In this presentation, I will present on 2 recent advances in nanocarbon electronics from my laboratory: (1) We have pioneered a scalable approach for assembling parallel arrays of ultrahigh purity (Fig. 1) semiconducting nanotubes. This approach has allowed us to create carbon nanotube field effect transistors (FETs) with current density that exceeds Si and GaAs, for the first time, which has been a goal of the nanoelectronics field for 20+ years. (2) We have discovered how to drive graphene crystal growth with a large shape anisotropy through control of kinetics on the surface of Ge(001) single crystal wafers via CH₄ chemical vapor deposition. This discovery enables the direct synthesis of narrow, armchair, semiconducting nanoribbons. The ribbons are as narrow as 1.7 nm and are self-orienting, self-defining, and have smooth edges. The ribbons exhibit exceptional transport properties (e.g., high on-state conductance and on/off ratio at room temperature) and provide a promising pathway towards the direct integration of high-performance nanocarbon electronics onto conventional semiconductor wafer platforms.

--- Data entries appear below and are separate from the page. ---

/// Query composition for task listings
///
/// A task listing is produced under a `(filter, sort, search)` triple:
/// the filter and search select rows, the sort orders them. Composition is
/// filter ∧ search, then sort. Sorting is presentation only and never
/// touches stored positions; an empty result is a valid outcome, not an
/// error.
///
/// The composer emits SQL fragments that `Task::list_visible` splices into
/// its SELECT. Fragments are static strings or bound patterns, so user
/// input never reaches the SQL text itself.

use serde::{Deserialize, Serialize};

/// Completion filter for a task listing
#[derive(Debug, Clone, Copy, Default, PartialEq, Eq, Serialize, Deserialize)]
#[serde(rename_all = "lowercase")]
pub enum TaskFilter {
    /// No completion filter
    #[default]
    All,

    /// Only tasks not yet completed
    Active,

    /// Only completed tasks
    Completed,
}

impl TaskFilter {
    /// Parses a query-string value, falling back to `All` on unknown input
    pub fn parse(s: &str) -> Self {
        match s {
            "active" => TaskFilter::Active,
            "completed" => TaskFilter::Completed,
            _ => TaskFilter::All,
        }
    }

    /// WHERE fragment for this filter, None when no restriction applies
    pub(crate) fn where_sql(&self) -> Option<&'static str> {
        match self {
            TaskFilter::All => None,
            TaskFilter::Active => Some("t.completed = FALSE"),
            TaskFilter::Completed => Some("t.completed = TRUE"),
        }
    }
}

/// Presentation order for a task listing
#[derive(Debug, Clone, Copy, Default, PartialEq, Eq, Serialize, Deserialize)]
#[serde(rename_all = "lowercase")]
pub enum TaskSort {
    /// Stored position ascending (the drag-and-drop order)
    #[default]
    Position,

    /// Due date ascending, tasks without a due date last
    Due,

    /// Creation time ascending
    Created,
}

impl TaskSort {
    /// Parses a query-string value, falling back to `Position` on unknown input
    pub fn parse(s: &str) -> Self {
        match s {
            "due" => TaskSort::Due,
            "created" => TaskSort::Created,
            _ => TaskSort::Position,
        }
    }

    /// ORDER BY clause for this sort mode
    pub(crate) fn order_by_sql(&self) -> &'static str {
        match self {
            TaskSort::Position => "ORDER BY t.position ASC, t.id ASC",
            TaskSort::Due => "ORDER BY t.due_date ASC NULLS LAST, t.id ASC",
            TaskSort::Created => "ORDER BY t.created_at ASC, t.id ASC",
        }
    }
}

/// A complete listing configuration
#[derive(Debug, Clone, Default, PartialEq, Eq)]
pub struct TaskQuery {
    /// Completion filter
    pub filter: TaskFilter,

    /// Presentation order
    pub sort: TaskSort,

    /// Free-text search over task text; empty or whitespace matches everything
    pub search: Option<String>,
}

impl TaskQuery {
    /// ILIKE pattern for the search term, None when the search is empty
    ///
    /// The term is matched as a case-insensitive substring of the task
    /// text, so LIKE metacharacters in user input are escaped.
    pub(crate) fn search_pattern(&self) -> Option<String> {
        self.search
            .as_deref()
            .map(str::trim)
            .filter(|s| !s.is_empty())
            .map(|s| format!("%{}%", escape_like(s)))
    }
}

/// Escapes LIKE/ILIKE metacharacters (`\`, `%`, `_`) in a search term
pub(crate) fn escape_like(term: &str) -> String {
    let mut escaped = String::with_capacity(term.len());
    for c in term.chars() {
        if matches!(c, '\\' | '%' | '_') {
            escaped.push('\\');
        }
        escaped.push(c);
    }
    escaped
}

#[cfg(test)]
mod tests {
    use super::*;

    #[test]
    fn test_filter_parse_defaults_to_all() {
        assert_eq!(TaskFilter::parse("active"), TaskFilter::Active);
        assert_eq!(TaskFilter::parse("completed"), TaskFilter::Completed);
        assert_eq!(TaskFilter::parse("all"), TaskFilter::All);
        assert_eq!(TaskFilter::parse("bogus"), TaskFilter::All);
        assert_eq!(TaskFilter::parse(""), TaskFilter::All);
    }

    #[test]
    fn test_sort_parse_defaults_to_position() {
        assert_eq!(TaskSort::parse("due"), TaskSort::Due);
        assert_eq!(TaskSort::parse("created"), TaskSort::Created);
        assert_eq!(TaskSort::parse("position"), TaskSort::Position);
        assert_eq!(TaskSort::parse("anything"), TaskSort::Position);
    }

    #[test]
    fn test_filter_where_fragments() {
        assert_eq!(TaskFilter::All.where_sql(), None);
        assert_eq!(TaskFilter::Active.where_sql(), Some("t.completed = FALSE"));
        assert_eq!(TaskFilter::Completed.where_sql(), Some("t.completed = TRUE"));
    }

    #[test]
    fn test_sort_order_fragments() {
        assert!(TaskSort::Position.order_by_sql().contains("t.position ASC"));
        assert!(TaskSort::Due.order_by_sql().contains("NULLS LAST"));
        assert!(TaskSort::Created.order_by_sql().contains("t.created_at ASC"));
    }

    #[test]
    fn test_search_pattern_trims_and_wraps() {
        let query = TaskQuery {
            search: Some("  groceries ".to_string()),
            ..Default::default()
        };
        assert_eq!(query.search_pattern().as_deref(), Some("%groceries%"));
    }

    #[test]
    fn test_empty_search_matches_everything() {
        let query = TaskQuery::default();
        assert_eq!(query.search_pattern(), None);

        let query = TaskQuery {
            search: Some("   ".to_string()),
            ..Default::default()
        };
        assert_eq!(query.search_pattern(), None);
    }

    #[test]
    fn test_escape_like_metacharacters() {
        assert_eq!(escape_like("50%_done"), "50\\%\\_done");
        assert_eq!(escape_like("back\\slash"), "back\\\\slash");
        assert_eq!(escape_like("plain"), "plain");
    }

    #[test]
    fn test_filter_and_sort_are_independent() {
        // Every (filter, sort) pair composes without interaction: the
        // filter only contributes a WHERE fragment, the sort only an
        // ORDER BY fragment.
        for filter in [TaskFilter::All, TaskFilter::Active, TaskFilter::Completed] {
            for sort in [TaskSort::Position, TaskSort::Due, TaskSort::Created] {
                let query = TaskQuery {
                    filter,
                    sort,
                    search: Some("foo".to_string()),
                };
                if let Some(clause) = query.filter.where_sql() {
                    assert!(clause.starts_with("t.completed"));
                }
                assert!(query.sort.order_by_sql().starts_with("ORDER BY"));
                assert_eq!(query.search_pattern().as_deref(), Some("%foo%"));
            }
        }
    }
}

Both aspects of this work have implications towards extending Moore’s Law, creating ultra-low energy logic circuits, developing higher bandwidth RF communication devices, and realizing next-generation FET based sensors.

[1] Joo et al. Langmuir (2014); Brady et al. APL (2014); Brady et al. ACS Nano (2014); Brady et al. Science Advances (2016); Jinkins et al. Langmuir (2017); Brady et al. J. Appl. Phys. (2017); Jinkins et al. In Preparation (2018).

[2] Jacobberger et al. Nature Comm. (2015); Jacobberger et al. ACS Nano (2017); Way et al. Nano Lett. (2018);

Fig. 1 SEM image of aligned semiconducting carbon nanotube (CNT) array FET.